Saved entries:
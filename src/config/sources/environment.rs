//! Environment source: NETPROTECT__SECTION__KEY variables and NETPROTECT_API_URL.

use config::builder::DefaultState;
use config::ConfigBuilder;
use config::ConfigError;
use config::Environment;

/// Variable kept for deployments configured like the web dashboard.
pub const LEGACY_API_URL_VAR: &str = "NETPROTECT_API_URL";

/// Add environment overrides, e.g. `NETPROTECT__API__BASE_URL`.
/// `NETPROTECT_API_URL` wins over everything when set.
pub fn add_to_builder(
    builder: ConfigBuilder<DefaultState>,
) -> Result<ConfigBuilder<DefaultState>, ConfigError> {
    builder
        .add_source(
            Environment::with_prefix("NETPROTECT")
                .prefix_separator("__")
                .separator("__")
                .try_parsing(true),
        )
        .set_override_option(
            "api.base_url",
            std::env::var(LEGACY_API_URL_VAR)
                .ok()
                .filter(|v| !v.trim().is_empty()),
        )
}
//! CLI presentation: text and json formatters per command family.

mod account;
mod document;

pub use account::{format_auth_user, format_edit_summary};
pub use document::{format_document, format_document_json, format_document_text};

_Exercise description_: Whenever the word "ConfigBuilder" occurs in a line of the records, that line counts toward the total; state the total only.

_Answer below_: 3